INSTRUCTIONS FOR THE TASK => Copy out all of the data below with no alterations.

Source records
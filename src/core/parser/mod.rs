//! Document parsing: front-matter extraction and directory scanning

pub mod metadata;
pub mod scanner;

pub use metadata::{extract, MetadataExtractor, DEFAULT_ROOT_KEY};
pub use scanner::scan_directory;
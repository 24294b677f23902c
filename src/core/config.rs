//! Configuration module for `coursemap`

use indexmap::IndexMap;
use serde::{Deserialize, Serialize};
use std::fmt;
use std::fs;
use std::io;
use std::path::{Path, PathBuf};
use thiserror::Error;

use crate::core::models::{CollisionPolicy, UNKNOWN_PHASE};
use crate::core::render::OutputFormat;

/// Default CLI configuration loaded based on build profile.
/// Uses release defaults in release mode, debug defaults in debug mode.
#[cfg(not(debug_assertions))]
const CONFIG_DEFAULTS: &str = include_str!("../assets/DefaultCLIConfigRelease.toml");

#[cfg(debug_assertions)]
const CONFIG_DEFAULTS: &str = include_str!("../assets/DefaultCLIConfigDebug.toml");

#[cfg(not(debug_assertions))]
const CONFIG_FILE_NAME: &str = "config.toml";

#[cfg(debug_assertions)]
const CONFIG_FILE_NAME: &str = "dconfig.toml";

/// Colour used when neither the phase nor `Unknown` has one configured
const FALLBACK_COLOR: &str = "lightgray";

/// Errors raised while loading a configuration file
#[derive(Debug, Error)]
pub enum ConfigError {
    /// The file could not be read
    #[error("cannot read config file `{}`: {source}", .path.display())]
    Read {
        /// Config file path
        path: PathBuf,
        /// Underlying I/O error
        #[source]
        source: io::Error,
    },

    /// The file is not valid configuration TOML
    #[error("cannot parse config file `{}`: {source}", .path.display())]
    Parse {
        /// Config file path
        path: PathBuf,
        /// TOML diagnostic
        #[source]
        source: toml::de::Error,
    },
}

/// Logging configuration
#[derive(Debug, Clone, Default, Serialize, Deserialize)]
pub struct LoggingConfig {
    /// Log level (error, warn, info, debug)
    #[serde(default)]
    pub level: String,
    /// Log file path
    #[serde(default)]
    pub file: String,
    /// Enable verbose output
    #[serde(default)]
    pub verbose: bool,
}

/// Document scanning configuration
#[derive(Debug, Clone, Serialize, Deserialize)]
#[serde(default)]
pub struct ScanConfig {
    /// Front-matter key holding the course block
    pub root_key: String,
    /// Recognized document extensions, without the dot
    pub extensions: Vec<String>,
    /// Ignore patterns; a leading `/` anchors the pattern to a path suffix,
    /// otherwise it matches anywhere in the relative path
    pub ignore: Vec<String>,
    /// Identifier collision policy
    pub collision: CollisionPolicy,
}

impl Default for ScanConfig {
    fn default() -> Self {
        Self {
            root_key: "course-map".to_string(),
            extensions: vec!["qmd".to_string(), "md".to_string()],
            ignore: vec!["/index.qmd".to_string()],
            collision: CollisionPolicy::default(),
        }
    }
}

RESPONSE BELOW =>
filename src/core/parser/mod.rs
//! Document parsing: front-matter extraction and directory scanning

pub mod metadata;
pub mod scanner;

pub use metadata::{extract, MetadataExtractor, DEFAULT_ROOT_KEY};
pub use scanner::scan_directory;
repository 24294b677f23902c
filename src/core/config.rs
//! Configuration module for `coursemap`

use indexmap::IndexMap;
use serde::{Deserialize, Serialize};
use std::fmt;
use std::fs;
use std::io;
use std::path::{Path, PathBuf};
use thiserror::Error;

use crate::core::models::{CollisionPolicy, UNKNOWN_PHASE};
use crate::core::render::OutputFormat;

/// Default CLI configuration loaded based on build profile.
/// Uses release defaults in release mode, debug defaults in debug mode.
#[cfg(not(debug_assertions))]
const CONFIG_DEFAULTS: &str = include_str!("../assets/DefaultCLIConfigRelease.toml");

#[cfg(debug_assertions)]
const CONFIG_DEFAULTS: &str = include_str!("../assets/DefaultCLIConfigDebug.toml");

#[cfg(not(debug_assertions))]
const CONFIG_FILE_NAME: &str = "config.toml";

#[cfg(debug_assertions)]
const CONFIG_FILE_NAME: &str = "dconfig.toml";

/// Colour used when neither the phase nor `Unknown` has one configured
const FALLBACK_COLOR: &str = "lightgray";

/// Errors raised while loading a configuration file
#[derive(Debug, Error)]
pub enum ConfigError {
    /// The file could not be read
    #[error("cannot read config file `{}`: {source}", .path.display())]
    Read {
        /// Config file path
        path: PathBuf,
        /// Underlying I/O error
        #[source]
        source: io::Error,
    },

    /// The file is not valid configuration TOML
    #[error("cannot parse config file `{}`: {source}", .path.display())]
    Parse {
        /// Config file path
        path: PathBuf,
        /// TOML diagnostic
        #[source]
        source: toml::de::Error,
    },
}

/// Logging configuration
#[derive(Debug, Clone, Default, Serialize, Deserialize)]
pub struct LoggingConfig {
    /// Log level (error, warn, info, debug)
    #[serde(default)]
    pub level: String,
    /// Log file path
    #[serde(default)]
    pub file: String,
    /// Enable verbose output
    #[serde(default)]
    pub verbose: bool,
}

/// Document scanning configuration
#[derive(Debug, Clone, Serialize, Deserialize)]
#[serde(default)]
pub struct ScanConfig {
    /// Front-matter key holding the course block
    pub root_key: String,
    /// Recognized document extensions, without the dot
    pub extensions: Vec<String>,
    /// Ignore patterns; a leading `/` anchors the pattern to a path suffix,
    /// otherwise it matches anywhere in the relative path
    pub ignore: Vec<String>,
    /// Identifier collision policy
    pub collision: CollisionPolicy,
}

impl Default for ScanConfig {
    fn default() -> Self {
        Self {
            root_key: "course-map".to_string(),
            extensions: vec!["qmd".to_string(), "md".to_string()],
            ignore: vec!["/index.qmd".to_string()],
            collision: CollisionPolicy::default(),
        }
    }
}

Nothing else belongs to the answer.